An assessee is required to file an income tax return under Section 139 or in response to notice under section 142, consisting all the details of income earned during the previous year. Once the return is filed the next step of Income tax department is to examine the return for its correctness. This examination is known as ‘Assessment’.
Under Income Tax Act, 1961 there is section 143 under which assessment is done:
1. Assessment under section 143(1), Summary assessment without presence of assessee.
2. Assessment under section 143(3), Scrutiny assessment.
This is the preliminary assessment without calling the assessee i.e. Tax payer.
Under this assessment the general scrutiny is carried to discover the basic errors.

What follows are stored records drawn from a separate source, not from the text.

//! `BindingContext`: the service that owns every managed wrapper.

use std::rc::Rc;

use hashbrown::HashMap;

use vizij_native::{NativeEngine, NativeHandle, NativeRef, PropertyDescriptor, PropertyKind};

use crate::arena::Arena;
use crate::config::BindingConfig;
use crate::diagnostics::Diagnostics;
use crate::error::BindingError;
use crate::hub::CallbackHub;
use crate::identity::{IdentityCache, Wrapper};
use crate::ids::{InstanceId, PropertyId, SubscriptionId};
use crate::instance::{InstanceNode, Interest};
use crate::path::{PathCache, PropertyPath};
use crate::property::{
    prop, ListState, Property, PropertyChange, PropertyDetail, PropertyNode, PropertyType,
    Subscriber, ValueType,
};

/// Owns the identity cache, the wrapper arenas, the instance graph and the
/// callback hub for one native engine.
///
/// A context is single-threaded (`!Send`): wrappers hold `Rc` engine
/// references and callbacks are plain `FnMut` closures.
#[derive(Debug)]
pub struct BindingContext {
    pub(crate) engine: Rc<dyn NativeEngine>,
    pub(crate) config: BindingConfig,
    pub(crate) identity: IdentityCache,
    pub(crate) instances: Arena<InstanceId, InstanceNode>,
    pub(crate) properties: Arena<PropertyId, PropertyNode>,
    pub(crate) hub: CallbackHub,
    pub(crate) paths: PathCache,
    /// File-level enum domains, loaded on first enum resolution.
    pub(crate) enums: Option<HashMap<String, Rc<[String]>>>,
    pub(crate) diagnostics: Diagnostics,
    next_subscription: u64,
}
use serde::{Deserialize, Serialize};

/// Frame-level diagnostics for the orchestrator.
#[derive(Debug, Clone, PartialEq, Serialize, Deserialize)]
#[serde(default, rename_all = "camelCase")]
pub struct DiagnosticsCfg {
    /// Measure phase timings into [`crate::OrchestratorFrame::timings_ms`].
    pub enabled: bool,
    /// Emit a `trace` summary line per frame.
    pub log_frames: bool,
}

impl Default for DiagnosticsCfg {
    fn default() -> Self {
        DiagnosticsCfg {
            enabled: true,
            log_frames: false,
        }
    }
}
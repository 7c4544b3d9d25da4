use thiserror::Error;

use crate::kind::PropertyKind;

/// Errors produced while loading a view-model file into [`crate::MemoryEngine`].
#[derive(Debug, Error)]
pub enum SchemaError {
    #[error("view-model file parse error: {0}")]
    Parse(#[from] serde_json::Error),
    #[error("duplicate view model '{0}'")]
    DuplicateViewModel(String),
    #[error("view model '{view_model}' declares '{property}' twice")]
    DuplicateProperty { view_model: String, property: String },
    #[error("property '{view_model}.{property}' references unknown view model '{target}'")]
    UnknownViewModel {
        view_model: String,
        property: String,
        target: String,
    },
    #[error("{kind} property '{view_model}.{property}' must name a view model")]
    MissingViewModel {
        view_model: String,
        property: String,
        kind: PropertyKind,
    },
    #[error("enum property '{view_model}.{property}' references unknown enum '{name}'")]
    UnknownEnum {
        view_model: String,
        property: String,
        name: String,
    },
    #[error("default for '{view_model}.{property}' does not fit a {kind} property")]
    BadDefault {
        view_model: String,
        property: String,
        kind: PropertyKind,
    },
    #[error("nested view models recurse through '{0}'")]
    Recursive(String),
}
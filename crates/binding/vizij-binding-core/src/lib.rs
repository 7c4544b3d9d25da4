//! vizij-binding-core
//!
//! Binds a view-model data graph living in a native engine to host code. The
//! [`BindingContext`] service owns everything:
//!
//! - an identity cache guaranteeing one managed wrapper per native handle,
//! - arenas of instance and property wrappers addressed by generational ids,
//! - the instance graph (strong parent → child edges, weak child → parent links)
//!   with incremental "anything subscribed below me" bookkeeping,
//! - the callback hub that captures changed properties and flushes their
//!   callbacks in a later step of the same frame.
//!
//! Host-facing failures (unknown paths, kind mismatches, disposed arguments)
//! never panic: they are logged through `log` and recorded in
//! [`Diagnostics`].

mod arena;
pub mod config;
pub mod context;
pub mod diagnostics;
pub mod error;
mod graph;
pub mod hub;
pub mod identity;
pub mod ids;
pub mod instance;
mod list;
pub mod path;
pub mod property;

pub use config::{BindingConfig, DiagnosticsCfg};
pub use context::BindingContext;
pub use diagnostics::Diagnostics;
pub use error::BindingError;
pub use hub::CallbackHub;
pub use identity::{IdentityCache, Wrapper};
pub use ids::{InstanceId, PropertyId, SubscriptionId};
pub use instance::Interest;
pub use path::{PathCache, PropertyPath};
pub use property::{prop, Property, PropertyChange, PropertyType, ValueType};
pub use vizij_native::{
    AssetRef, Color, NativeEngine, NativeHandle, PropertyDescriptor, PropertyKind, PropertyValue,
};
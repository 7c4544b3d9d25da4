//! vizij-orchestrator
//!
//! Per-frame scheduler for view-model binding. One `Orchestrator` owns the
//! [`BindingContext`] and the registered render targets and runs every frame
//! in a fixed order:
//!
//! 1. advance auto-updating targets,
//! 2. capture changed properties and flush their callbacks,
//! 3. prepare rendering.
//!
//! Steps 1 and 2 form the first scheduler tick ([`Orchestrator::update`]),
//! step 3 the later one ([`Orchestrator::render`]). [`Orchestrator::step`]
//! runs both. The [`global`] module offers a per-thread singleton with an
//! explicit install/teardown lifecycle.

pub mod config;
pub mod diagnostics;
pub mod error;
pub mod global;
pub mod scheduler;
pub mod target;

use std::rc::Rc;
use std::time::Instant;

use hashbrown::HashMap;
use serde::{Deserialize, Serialize};

use vizij_binding::BindingContext;
use vizij_native::NativeEngine;

pub use crate::config::OrchestratorConfig;
pub use crate::diagnostics::DiagnosticsCfg;
pub use crate::error::OrchestratorError;
pub use crate::scheduler::{Phase, UpdateReport};
pub use crate::target::{RenderTarget, TargetId, UpdateMode};

use crate::target::TargetRegistry;

#[derive(Debug, Clone, PartialEq, Serialize, Deserialize)]
pub struct OrchestratorFrame {
    pub epoch: u64,
    pub dt: f32,
    /// Whether any auto target advanced.
    pub advanced: bool,
    pub advanced_targets: usize,
    pub manual_ticks: u32,
    pub captured: bool,
    /// Change callbacks invoked during the notify phase.
    pub notified: usize,
    /// Targets whose render-prepare ran.
    pub rendered: usize,
    pub timings_ms: HashMap<String, f32>,
}

#[derive(Debug)]
pub struct Orchestrator {
    pub epoch: u64,
    pub(crate) config: OrchestratorConfig,
    pub(crate) binding: BindingContext,
    pub(crate) targets: TargetRegistry,
    /// Manual ticks reported since the last notify phase.
    pub(crate) pending_manual_ticks: u32,
}

impl Orchestrator {
    pub fn new(engine: Rc<dyn NativeEngine>) -> Self {
        Self::with_config(engine, OrchestratorConfig::default())
    }

    pub fn with_config(engine: Rc<dyn NativeEngine>, config: OrchestratorConfig) -> Self {
        Self {
            epoch: 0,
            binding: BindingContext::with_config(engine, config.binding.clone()),
            config,
            targets: TargetRegistry::default(),
            pending_manual_ticks: 0,
        }
    }

    pub fn config(&self) -> &OrchestratorConfig {
        &self.config
    }

    pub fn binding(&self) -> &BindingContext {
        &self.binding
    }

    pub fn binding_mut(&mut self) -> &mut BindingContext {
        &mut self.binding
    }

    /// Register a render target.
    pub fn add_target<T: RenderTarget + 'static>(&mut self, target: T, mode: UpdateMode) -> TargetId {
        self.add_boxed_target(Box::new(target), mode)
    }

    pub fn add_boxed_target(&mut self, target: Box<dyn RenderTarget>, mode: UpdateMode) -> TargetId {
        let id = self.targets.insert(target, mode);
        log::debug!("registered {id} ({mode:?})");
        id
    }

    pub fn remove_target(&mut self, id: TargetId) -> Option<Box<dyn RenderTarget>> {
        let entry = self.targets.remove(id)?;
        log::debug!("removed {id}");
        Some(entry.target)
    }

    pub fn target_mut(&mut self, id: TargetId) -> Option<&mut (dyn RenderTarget + 'static)> {
        self.targets.get_mut(id).map(|entry| entry.target.as_mut())
    }

    pub fn target_ids(&self) -> Vec<TargetId> {
        self.targets.ids()
    }

    pub fn target_count(&self) -> usize {
        self.targets.len()
    }

    pub fn update_mode(&self, id: TargetId) -> Option<UpdateMode> {
        self.targets.get(id).map(|entry| entry.mode)
    }

    pub fn set_update_mode(&mut self, id: TargetId, mode: UpdateMode) -> Result<(), OrchestratorError> {
        let entry = self
            .targets
            .get_mut(id)
            .ok_or(OrchestratorError::UnknownTarget(id))?;
        entry.mode = mode;
        Ok(())
    }

    /// Record that the host ticked a manual target, so the next notify phase
    /// polls for changes.
    pub fn notify_manual_tick(&mut self) {
        self.pending_manual_ticks = self.pending_manual_ticks.saturating_add(1);
    }

    /// Advance a manual target on the host's behalf and record the tick.
    pub fn advance_manual(&mut self, id: TargetId, dt: f32) -> Result<bool, OrchestratorError> {
        let entry = self
            .targets
            .get_mut(id)
            .ok_or(OrchestratorError::UnknownTarget(id))?;
        if entry.mode != UpdateMode::Manual {
            return Err(OrchestratorError::NotManual(id));
        }
        let moved = entry.target.advance(dt);
        self.notify_manual_tick();
        Ok(moved)
    }

    /// First scheduler tick of a frame: advance, then notify.
    pub fn update(&mut self, dt: f32) -> UpdateReport {
        crate::scheduler::run_update(self, dt)
    }

    /// Later scheduler tick: render-prepare. Returns how many targets were
    /// prepared.
    pub fn render(&mut self) -> usize {
        crate::scheduler::run_render_prepare(self)
    }

    /// Run a whole frame and report it.
    pub fn step(&mut self, dt: f32) -> OrchestratorFrame {
        let timed = self.config.diagnostics.enabled;
        let start = timed.then(Instant::now);

        let update = self.update(dt);
        let render_start = timed.then(Instant::now);
        let rendered = self.render();

        let mut timings_ms = HashMap::new();
        if let (Some(start), Some(render_start)) = (start, render_start) {
            timings_ms.insert(
                format!("{}_ms", Phase::Advance.as_str()),
                update.advance_ms,
            );
            timings_ms.insert(format!("{}_ms", Phase::Notify.as_str()), update.notify_ms);
            timings_ms.insert(
                format!("{}_ms", Phase::RenderPrepare.as_str()),
                render_start.elapsed().as_secs_f32() * 1000.0,
            );
            timings_ms.insert(
                "total_ms".to_string(),
                start.elapsed().as_secs_f32() * 1000.0,
            );
        }

        let frame = OrchestratorFrame {
            epoch: update.epoch,
            dt,
            advanced: update.advanced_targets > 0,
            advanced_targets: update.advanced_targets,
            manual_ticks: update.manual_ticks,
            captured: update.captured,
            notified: update.notified,
            rendered,
            timings_ms,
        };
        if self.config.diagnostics.log_frames {
            log::trace!(
                "frame {}: advanced {} notified {} rendered {}",
                frame.epoch,
                frame.advanced_targets,
                frame.notified,
                frame.rendered
            );
        }
        frame
    }

    /// Drop every target and binding wrapper. The orchestrator can be used
    /// again afterwards, starting from epoch 0.
    pub fn reset(&mut self) {
        self.targets.clear();
        self.binding.reset();
        self.epoch = 0;
        self.pending_manual_ticks = 0;
    }
}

Some adjustments (if necessary) are done to compute the correct income tax. The following are the adjustment, if required, namely:
1. Any arithmetical error in the return, or
2. An incorrect claim, which is apparent from the income tax return.
3. The loss claimed or the loss carried forward of any previous previous year in return shall be disallowed if return is filed after the date specified in Section 139(1).
4. The expenditure shown in the audit report but not claimed while preparing income tax return shall be disallowed.
5. Various deductions claimed under Section 80 shall be disallowed if such return is furnished after due date specified in Section 139(1).
6. If any income found in Form 26AS or Form 16 or Form 16A but details not furnished while computing the total income shall be added.
For the above purpose “an incorrect claim apparent from any information in the return” means a claim on the basis of an entry in the return:
1. Of an item which is inconsistent with another entry of the same or some other item in such return. Example: Suppose in ITR 4 the other head income (like income from other sources, capital gain etc) are deducted from calculation of PGBP but the same are not added back in calculation of respective head of
2. In respect of which the information is required to be furnished under the Act to substantiate such entry and has not been so furnished:
Example: While calculating the capital gain the type of asset or security sold must be described such as Gold, Shares, Mutual Fund, Residential property, etc. Also the acquisition year and date of sale are to be furnished in the return. So any mismatch found may be discovered.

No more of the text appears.